FRANKFORT — Kentucky House and Senate leaders said Tuesday, the opening day of the 2012 General Assembly, that they hope to approve changes to the boundaries of state legislative and congressional districts early in the session.
House Speaker Greg Stumbo, D-Prestonsburg, said he would like the Democratic-controlled House to pass its redistricting plan by early next week.
Senate Majority Leader Robert Stivers, R-Manchester, said the Republican-controlled Senate would like to act quickly on redistricting to avoid extending the Jan. 31 deadline for candidates to file to run for office this year.
"We still have a few decisions to make, not a lot," Stivers said.
Redrawing boundaries and expanding gambling were the two hot topics of discussion as the General Assembly reconvened for a 60-workday legislative session that runs through mid-April.
Lawmakers must approve a two-year budget and tackle redistricting. Gov. Steve Beshear also has said he will push for a constitutional amendment that would allow voters to decide in November whether they want to expand gambling in Kentucky.
On Tuesday, members of the House and Senate filed bills that would redraw legislative and congressional districts.

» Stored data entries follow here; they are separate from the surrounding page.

//! The fixed-window limiter.

use std::{
    sync::Arc,
    time::{Duration, Instant},
};

use config::RateLimitConfig;

use crate::{
    clock::{Clock, SystemClock},
    storage::{InMemoryStorage, WindowEntry, WindowStore},
    sweeper::Sweeper,
};

/// Outcome of one rate limit check.
#[derive(Debug, Clone, Copy, PartialEq, Eq)]
pub struct RateLimitDecision {
    /// Whether the request may proceed.
    pub allowed: bool,
    /// The configured maximum per window.
    pub limit: u32,
    /// Requests still admitted in the current window.
    pub remaining: u32,
    /// When the current window closes.
    pub reset_at: Instant,
    /// When the decision was taken.
    pub checked_at: Instant,
}

impl RateLimitDecision {
    /// Time left until the window closes.
    pub fn reset_after(&self) -> Duration {
        self.reset_at.saturating_duration_since(self.checked_at)
    }

    /// Whole seconds until the window closes, rounded up.
    pub fn reset_after_secs(&self) -> u64 {
        let reset_after = self.reset_after();
        reset_after.as_secs() + u64::from(reset_after.subsec_nanos() > 0)
    }

    /// Whole seconds a rejected client should wait, rounded up and never zero.
    pub fn retry_after_secs(&self) -> u64 {
        self.reset_after_secs().max(1)
    }
}

/// Counts requests per client identity in fixed, non-overlapping windows.
pub struct FixedWindowLimiter<S = InMemoryStorage, C = SystemClock> {
    storage: Arc<S>,
    clock: Arc<C>,
    limit: u32,
    interval: Duration,
}

impl FixedWindowLimiter {
    /// Create a limiter with in-memory storage and the system clock.
    pub fn new(config: &RateLimitConfig) -> Self {
        Self::with_parts(
            Arc::new(InMemoryStorage::new()),
            Arc::new(SystemClock),
            config.limit,
            config.interval,
        )
    }
}

impl<S: WindowStore, C: Clock> FixedWindowLimiter<S, C> {
    /// Create a limiter over the given storage and clock.
    pub fn with_parts(storage: Arc<S>, clock: Arc<C>, limit: u32, interval: Duration) -> Self {
        Self {
            storage,
            clock,
            limit,
            interval,
        }
    }

    /// The maximum admitted requests per window.
    pub fn limit(&self) -> u32 {
        self.limit
    }

    /// The window length.
    pub fn interval(&self) -> Duration {
        self.interval
    }

    /// The storage holding the windows.
    pub fn storage(&self) -> &Arc<S> {
        &self.storage
    }

    /// A sweeper removing this limiter's expired windows every `interval`.
    pub fn sweeper(&self, interval: Duration) -> Sweeper<S, C> {
        Sweeper::new(self.storage.clone(), self.clock.clone(), interval)
    }

    /// Check and count one request of `identity`.
    ///
    /// A rejected request neither increments the count nor moves the window.
    pub fn check(&self, identity: &str) -> RateLimitDecision {
        let now = self.clock.now();
        let limit = self.limit;
        let interval = self.interval;

        let decision = self.storage.update(identity, |current| match current {
            Some(entry) if !entry.is_expired(now) && entry.count >= limit => {
                let decision = RateLimitDecision {
                    allowed: false,
                    limit,
                    remaining: 0,
                    reset_at: entry.reset_at,
                    checked_at: now,
                };

                (entry, decision)
            }
            Some(entry) if !entry.is_expired(now) => {
                let entry = WindowEntry {
                    count: entry.count + 1,
                    ..entry
                };

                let decision = RateLimitDecision {
                    allowed: true,
                    limit,
                    remaining: limit - entry.count,
                    reset_at: entry.reset_at,
                    checked_at: now,
                };

                (entry, decision)
            }
            // No window yet, or the old one is over: start a fresh one.
            _ => {
                let entry = WindowEntry {
                    count: u32::from(limit > 0),
                    reset_at: now + interval,
                };

                let decision = RateLimitDecision {
                    allowed: limit > 0,
                    limit,
                    remaining: limit.saturating_sub(entry.count),
                    reset_at: entry.reset_at,
                    checked_at: now,
                };

                (entry, decision)
            }
        });

        if decision.allowed {
            log::debug!(
                "Request allowed for key '{identity}' - {} of {limit} remaining",
                decision.remaining
            );
        } else {
            log::debug!(
                "Request blocked for key '{identity}' - rate limit exceeded, window resets in {:?}",
                decision.reset_after()
            );
        }

        decision
    }
}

House Bill 2, which included a proposed congressional map unveiled by Stumbo last year, would tweak the boundaries of all six congressional districts.

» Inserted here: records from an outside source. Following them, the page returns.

use serde::{Deserialize, Serialize};

use crate::Language;

/// Body of `POST /chat`.
#[derive(Debug, Clone, Deserialize)]
#[serde(rename_all = "camelCase")]
pub struct ChatRequest {
    /// The user's message.
    pub message: String,
    /// Language for the texts of the response.
    #[serde(default)]
    pub language: Language,
    /// Earlier turns of the conversation, oldest first.
    #[serde(default)]
    pub conversation_history: Option<Vec<ChatTurn>>,
    /// Token from the client-side human verification widget.
    #[serde(default)]
    pub captcha_token: Option<String>,
}

/// Just the language of a request, read from bodies that fail to parse as a [`ChatRequest`].
#[derive(Debug, Default, Deserialize)]
pub(crate) struct LanguageHint {
    #[serde(default)]
    pub language: Language,
}

/// One earlier turn of a conversation.
#[derive(Debug, Clone, PartialEq, Eq, Serialize, Deserialize)]
pub struct ChatTurn {
    /// Who wrote the turn.
    pub role: Role,
    /// What was written.
    pub content: String,
}

/// Author of a [`ChatTurn`]. Callers cannot supply system turns.
#[derive(Debug, Clone, Copy, PartialEq, Eq, Serialize, Deserialize)]
#[serde(rename_all = "lowercase")]
pub enum Role {
    /// The visitor.
    User,
    /// The assistant.
    Assistant,
}

/// Successful `POST /chat` reply.
#[derive(Debug, Clone, PartialEq, Eq, Serialize)]
pub struct ChatReply {
    /// The assistant's answer.
    pub response: String,
}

Under the House plan, the 6th Congressional District — which includes Fayette County — would lose Jessamine, Garrard and Boyle counties and a portion of Lincoln County. Those counties would move to the 2nd District. Replacing those counties would be Washington and Marion counties from the 2nd District and Harrison, Robertson, Fleming, Nicholas, Bath and a portion of Scott counties from the 4th District.

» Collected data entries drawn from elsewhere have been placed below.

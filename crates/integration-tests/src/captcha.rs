use std::{
    net::SocketAddr,
    sync::{
        Arc,
        atomic::{AtomicUsize, Ordering},
    },
};

use axum::{Form, Json, Router, extract::State, routing::post};
use serde::Deserialize;
use serde_json::{Value, json};
use tokio::net::TcpListener;

/// The only token the mock accepts.
pub const VALID_TOKEN: &str = "valid-token";

#[derive(Debug, Deserialize)]
struct SiteVerify {
    secret: String,
    response: String,
}

/// A siteverify endpoint accepting [`VALID_TOKEN`] and rejecting everything else.
#[derive(Clone, Default)]
pub struct CaptchaMock {
    calls: Arc<AtomicUsize>,
}

impl CaptchaMock {
    /// How many verification requests reached the mock.
    pub fn calls(&self) -> usize {
        self.calls.load(Ordering::SeqCst)
    }

    pub(crate) async fn spawn(&self) -> SocketAddr {
        let app = Router::new()
            .route("/siteverify", post(site_verify))
            .with_state(self.clone());

        let listener = TcpListener::bind("127.0.0.1:0").await.unwrap();
        let address = listener.local_addr().unwrap();

        tokio::spawn(async move {
            axum::serve(listener, app).await.unwrap();
        });

        address
    }
}

async fn site_verify(State(mock): State<CaptchaMock>, Form(request): Form<SiteVerify>) -> Json<Value> {
    mock.calls.fetch_add(1, Ordering::SeqCst);

    if request.secret.is_empty() {
        return Json(json!({ "success": false, "error-codes": ["missing-input-secret"] }));
    }

    if request.response == VALID_TOKEN {
        Json(json!({ "success": true, "hostname": "localhost", "error-codes": [] }))
    } else {
        Json(json!({ "success": false, "error-codes": ["invalid-input-response"] }))
    }
}
//! Per-client fixed-window rate limiting for Warden.
//!
//! Every client identity gets one counting window. The first request opens the window, later
//! requests inside it increment the count until the limit is reached, and rejected requests
//! leave the window untouched. Expired windows are replaced on the next request and removed in
//! the background by a [`Sweeper`].
//!
//! A fixed window lets a client burst up to twice the limit around a window boundary. That is the
//! price for O(1) memory and time per client.

#![deny(missing_docs)]

mod clock;
mod limiter;
mod storage;
mod sweeper;

pub use clock::{Clock, ManualClock, SystemClock};
pub use limiter::{FixedWindowLimiter, RateLimitDecision};
pub use storage::{InMemoryStorage, WindowEntry, WindowStore};
pub use sweeper::Sweeper;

The redistricting bills filed by the Senate on Tuesday included only the current state House, Senate and congressional boundaries. The Senate's version of the redrawn congressional map will be unveiled later, said Sen. Damon Thayer, R-Georgetown, who filed the bills.
The House and Senate generally approve each other's redrawn legislative maps. But the two chambers must agree on the congressional map.
Rep. Mike Cherry, D-Prince ton, chairman of the House State Government Committee, said he would hold hearings Thursday on the House's redistricting bills.
Kentucky Supreme Court Chief Justice John D. Minton is expected to testify then about the redrawing of the state Supreme Court districts, which have not been changed in 20 years. Also, Stumbo might speak on the House Democratic leaders' proposed congressional map, Cherry said.
Cherry said he could not say whether the two bills would come up for a vote Thursday.
On the issue of expanded gambling, Thayer said Tuesday that he did not know whether he would file a constitutional amendment to expand gambling.
Thayer, who has ties to the racing industry, said he met recently with Beshear and told the Democratic governor "that I would work with him on getting a bill on the ballot."
Thayer said he plans to discuss the issue Wednesday with other members of the Senate Republican Caucus.
"It's a very difficult issue," he said, noting that some legislators think the state's racetracks should not have exclusive rights to operate casino-style games.
During his recent discussions with Beshear, Thayer said he told the governor that he thought nine casinos would be too many for the state. There are eight racetracks in Kentucky, and one license for a racetrack hasn't been granted.
Beshear is expected to mention the subject in his State of the Commonwealth speech before a joint session of the legislature at 7 p.m. Wednesday.
Senate President David Williams, R-Burkesville, has long opposed the expansion of gambling. The state's racetracks have pushed the issue, saying they need additional money from gambling to pump up purses for horse races. The tracks say they are losing races to nearby states that allow casino-style gambling at racetracks.
Williams, who lost to Beshear in November's gubernatorial election, said Tuesday that Thayer was not representing the Senate or the Senate Republican Caucus in his discussions with Beshear about the constitutional amendment.
Stumbo said Tuesday that an amendment could be approved by the House, depending on how the amendment was worded.
Beshear "has indicated that it should be simple, and I think we all agree with that," Stumbo said.
Some lawmakers are concerned that Beshear will present an amendment that would give racetracks exclusive rights to expanded gambling. Stumbo and Williams, both lawyers, have said it could be problematic to limit who may get a casino license in the state constitution.
Stumbo also said he planned to file legislation Wednesday that would allow the University of Pikeville to join the state public university system.
Stumbo and former Gov. Paul Patton, currently president of the University of Pikeville, have pushed to include the school in the state system, saying the region lacks an affordable four-year university. Lowering the tuition at the school would mean more middle-income and lower-income students could attend, they have said.
Williams expressed reservations about the plan Tuesday.
He said no one doubts that adding the University of Pikeville to the state system would have "a positive economic impact" on Pike and surrounding counties. But he said the same could be said for putting a four-year state university in Owensboro, Somerset or Hazard.